■ To do ■
Could you reproduce, word for word, everything below from the line containing "Arity must match." down to the line containing "the key names.", with both of those lines included and no others?
——
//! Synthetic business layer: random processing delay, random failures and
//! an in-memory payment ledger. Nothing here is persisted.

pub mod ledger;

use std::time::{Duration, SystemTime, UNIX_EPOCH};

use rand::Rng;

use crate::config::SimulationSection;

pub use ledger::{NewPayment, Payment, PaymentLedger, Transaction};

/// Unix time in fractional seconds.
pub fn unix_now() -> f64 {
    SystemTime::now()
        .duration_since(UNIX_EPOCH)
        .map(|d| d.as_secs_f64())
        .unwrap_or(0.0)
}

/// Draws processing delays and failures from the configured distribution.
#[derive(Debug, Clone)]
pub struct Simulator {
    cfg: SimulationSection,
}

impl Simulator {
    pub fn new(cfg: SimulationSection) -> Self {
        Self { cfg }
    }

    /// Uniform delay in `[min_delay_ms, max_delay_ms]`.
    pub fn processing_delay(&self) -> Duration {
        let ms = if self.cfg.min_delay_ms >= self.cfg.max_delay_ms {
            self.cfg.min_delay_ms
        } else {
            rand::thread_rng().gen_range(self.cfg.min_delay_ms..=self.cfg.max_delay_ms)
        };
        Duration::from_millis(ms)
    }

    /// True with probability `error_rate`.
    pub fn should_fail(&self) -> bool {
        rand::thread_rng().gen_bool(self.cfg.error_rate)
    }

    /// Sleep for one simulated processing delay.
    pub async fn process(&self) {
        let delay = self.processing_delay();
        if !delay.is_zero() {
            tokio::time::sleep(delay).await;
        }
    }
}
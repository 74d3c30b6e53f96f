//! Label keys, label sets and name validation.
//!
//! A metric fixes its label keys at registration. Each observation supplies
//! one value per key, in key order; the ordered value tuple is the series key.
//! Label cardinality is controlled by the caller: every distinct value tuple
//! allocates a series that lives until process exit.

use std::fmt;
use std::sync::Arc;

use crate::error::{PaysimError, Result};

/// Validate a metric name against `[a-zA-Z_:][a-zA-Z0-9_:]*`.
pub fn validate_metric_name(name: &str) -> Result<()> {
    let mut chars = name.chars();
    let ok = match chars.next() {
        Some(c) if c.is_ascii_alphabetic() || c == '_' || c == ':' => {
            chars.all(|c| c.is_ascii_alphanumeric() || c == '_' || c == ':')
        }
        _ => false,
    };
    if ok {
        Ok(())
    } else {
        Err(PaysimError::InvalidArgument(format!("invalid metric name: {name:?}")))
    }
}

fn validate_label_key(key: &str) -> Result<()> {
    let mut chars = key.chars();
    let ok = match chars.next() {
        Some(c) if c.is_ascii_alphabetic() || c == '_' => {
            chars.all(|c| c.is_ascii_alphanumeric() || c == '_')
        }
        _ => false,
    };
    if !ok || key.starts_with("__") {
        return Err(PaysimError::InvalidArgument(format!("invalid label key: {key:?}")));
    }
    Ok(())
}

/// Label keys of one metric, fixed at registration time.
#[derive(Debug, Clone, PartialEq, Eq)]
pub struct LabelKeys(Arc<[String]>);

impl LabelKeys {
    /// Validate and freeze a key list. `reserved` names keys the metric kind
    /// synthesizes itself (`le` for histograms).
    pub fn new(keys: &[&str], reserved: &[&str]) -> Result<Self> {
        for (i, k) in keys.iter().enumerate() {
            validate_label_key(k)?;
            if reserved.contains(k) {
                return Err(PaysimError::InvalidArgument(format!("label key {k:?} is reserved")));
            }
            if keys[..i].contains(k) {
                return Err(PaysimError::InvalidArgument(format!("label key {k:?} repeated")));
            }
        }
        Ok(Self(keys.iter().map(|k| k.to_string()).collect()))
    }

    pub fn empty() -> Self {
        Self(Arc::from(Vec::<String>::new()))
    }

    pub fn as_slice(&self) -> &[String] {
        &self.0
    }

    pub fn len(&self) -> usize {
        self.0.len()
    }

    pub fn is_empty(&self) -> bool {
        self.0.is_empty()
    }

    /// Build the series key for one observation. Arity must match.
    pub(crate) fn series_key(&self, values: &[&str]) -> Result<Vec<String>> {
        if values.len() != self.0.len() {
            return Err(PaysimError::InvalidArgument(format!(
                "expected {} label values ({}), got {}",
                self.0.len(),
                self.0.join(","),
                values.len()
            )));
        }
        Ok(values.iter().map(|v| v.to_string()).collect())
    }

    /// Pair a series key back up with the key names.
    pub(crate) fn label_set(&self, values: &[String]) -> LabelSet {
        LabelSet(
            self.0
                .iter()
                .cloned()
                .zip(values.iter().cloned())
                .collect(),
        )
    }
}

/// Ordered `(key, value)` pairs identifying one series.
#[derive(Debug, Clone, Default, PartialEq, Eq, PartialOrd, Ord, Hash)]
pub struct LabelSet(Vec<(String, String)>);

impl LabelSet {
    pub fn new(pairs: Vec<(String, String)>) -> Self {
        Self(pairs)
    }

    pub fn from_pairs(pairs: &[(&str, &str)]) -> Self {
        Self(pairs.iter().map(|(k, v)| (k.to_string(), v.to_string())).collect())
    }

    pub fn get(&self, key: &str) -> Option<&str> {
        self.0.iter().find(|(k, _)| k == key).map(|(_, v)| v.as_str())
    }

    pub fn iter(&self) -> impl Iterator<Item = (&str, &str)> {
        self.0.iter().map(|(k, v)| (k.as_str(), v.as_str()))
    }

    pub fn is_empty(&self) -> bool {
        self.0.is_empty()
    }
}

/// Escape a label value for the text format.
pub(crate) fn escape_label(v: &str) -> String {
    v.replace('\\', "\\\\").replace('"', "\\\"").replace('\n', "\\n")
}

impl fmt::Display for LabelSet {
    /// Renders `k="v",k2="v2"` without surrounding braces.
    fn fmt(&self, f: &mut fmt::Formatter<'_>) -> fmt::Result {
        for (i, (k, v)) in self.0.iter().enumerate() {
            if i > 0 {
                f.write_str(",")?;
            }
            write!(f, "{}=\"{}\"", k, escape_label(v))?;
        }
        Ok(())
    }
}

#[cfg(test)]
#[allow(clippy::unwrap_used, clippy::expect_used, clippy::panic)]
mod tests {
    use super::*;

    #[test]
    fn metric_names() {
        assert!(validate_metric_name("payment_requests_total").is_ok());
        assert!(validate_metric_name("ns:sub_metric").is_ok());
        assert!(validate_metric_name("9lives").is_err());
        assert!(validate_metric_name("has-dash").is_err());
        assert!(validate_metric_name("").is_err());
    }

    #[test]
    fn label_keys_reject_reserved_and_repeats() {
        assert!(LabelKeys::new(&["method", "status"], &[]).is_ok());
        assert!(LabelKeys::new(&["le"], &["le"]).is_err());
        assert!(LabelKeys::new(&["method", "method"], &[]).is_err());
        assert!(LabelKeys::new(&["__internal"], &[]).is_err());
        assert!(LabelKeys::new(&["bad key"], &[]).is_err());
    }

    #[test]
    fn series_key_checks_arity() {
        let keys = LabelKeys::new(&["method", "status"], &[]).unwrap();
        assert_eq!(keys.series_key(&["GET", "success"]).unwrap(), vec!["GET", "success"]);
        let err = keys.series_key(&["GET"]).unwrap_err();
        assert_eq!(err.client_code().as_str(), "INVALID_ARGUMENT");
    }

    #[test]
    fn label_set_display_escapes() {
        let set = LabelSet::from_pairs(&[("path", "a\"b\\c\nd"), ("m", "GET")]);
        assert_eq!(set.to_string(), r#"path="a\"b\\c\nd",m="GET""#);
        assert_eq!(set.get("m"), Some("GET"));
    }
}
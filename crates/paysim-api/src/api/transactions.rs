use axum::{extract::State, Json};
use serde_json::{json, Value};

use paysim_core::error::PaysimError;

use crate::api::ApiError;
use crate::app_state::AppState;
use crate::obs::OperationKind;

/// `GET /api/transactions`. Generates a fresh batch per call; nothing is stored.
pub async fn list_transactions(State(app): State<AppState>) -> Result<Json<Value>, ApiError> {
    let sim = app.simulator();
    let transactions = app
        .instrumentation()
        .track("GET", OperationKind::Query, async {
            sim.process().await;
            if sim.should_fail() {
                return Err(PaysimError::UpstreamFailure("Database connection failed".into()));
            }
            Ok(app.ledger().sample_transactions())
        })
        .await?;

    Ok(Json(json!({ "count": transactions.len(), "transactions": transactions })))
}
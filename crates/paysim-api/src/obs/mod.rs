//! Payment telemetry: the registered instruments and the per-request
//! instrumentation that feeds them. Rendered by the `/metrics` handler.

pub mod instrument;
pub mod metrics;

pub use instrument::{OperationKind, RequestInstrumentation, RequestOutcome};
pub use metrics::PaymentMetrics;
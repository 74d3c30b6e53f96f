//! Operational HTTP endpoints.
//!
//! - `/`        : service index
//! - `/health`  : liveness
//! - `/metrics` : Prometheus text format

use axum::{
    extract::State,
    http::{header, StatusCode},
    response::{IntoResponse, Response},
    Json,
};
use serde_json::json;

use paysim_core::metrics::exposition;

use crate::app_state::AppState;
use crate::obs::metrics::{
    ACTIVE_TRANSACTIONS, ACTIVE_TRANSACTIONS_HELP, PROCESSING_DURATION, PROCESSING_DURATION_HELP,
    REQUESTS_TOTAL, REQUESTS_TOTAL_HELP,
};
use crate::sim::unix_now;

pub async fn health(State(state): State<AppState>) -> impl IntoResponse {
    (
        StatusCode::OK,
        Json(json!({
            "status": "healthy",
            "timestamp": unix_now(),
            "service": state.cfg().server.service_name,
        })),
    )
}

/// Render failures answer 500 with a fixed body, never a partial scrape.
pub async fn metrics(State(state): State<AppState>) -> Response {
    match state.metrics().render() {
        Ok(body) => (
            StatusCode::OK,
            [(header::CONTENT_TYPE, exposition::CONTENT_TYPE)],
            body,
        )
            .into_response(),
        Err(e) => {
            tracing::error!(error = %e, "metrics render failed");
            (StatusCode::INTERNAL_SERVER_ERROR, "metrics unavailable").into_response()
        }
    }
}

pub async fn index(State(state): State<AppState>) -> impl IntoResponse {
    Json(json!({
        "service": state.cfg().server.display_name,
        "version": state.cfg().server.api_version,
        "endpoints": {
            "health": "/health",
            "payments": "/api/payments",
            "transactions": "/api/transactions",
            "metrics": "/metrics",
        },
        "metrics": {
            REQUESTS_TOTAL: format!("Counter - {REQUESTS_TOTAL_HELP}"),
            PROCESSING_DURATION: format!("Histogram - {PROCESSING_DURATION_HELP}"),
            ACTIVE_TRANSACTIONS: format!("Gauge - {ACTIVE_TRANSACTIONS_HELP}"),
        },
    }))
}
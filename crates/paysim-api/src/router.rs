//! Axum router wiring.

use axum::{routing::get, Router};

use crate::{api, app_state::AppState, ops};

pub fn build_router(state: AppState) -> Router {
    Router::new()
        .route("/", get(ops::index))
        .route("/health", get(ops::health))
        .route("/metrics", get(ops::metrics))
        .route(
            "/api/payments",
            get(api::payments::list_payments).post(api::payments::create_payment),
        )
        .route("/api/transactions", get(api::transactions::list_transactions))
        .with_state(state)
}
——
■ Written solution ■
    /// Build the series key for one observation. Arity must match.
    pub(crate) fn series_key(&self, values: &[&str]) -> Result<Vec<String>> {
        if values.len() != self.0.len() {
            return Err(PaysimError::InvalidArgument(format!(
                "expected {} label values ({}), got {}",
                self.0.len(),
                self.0.join(","),
                values.len()
            )));
        }
        Ok(values.iter().map(|v| v.to_string()).collect())
    }

    /// Pair a series key back up with the key names.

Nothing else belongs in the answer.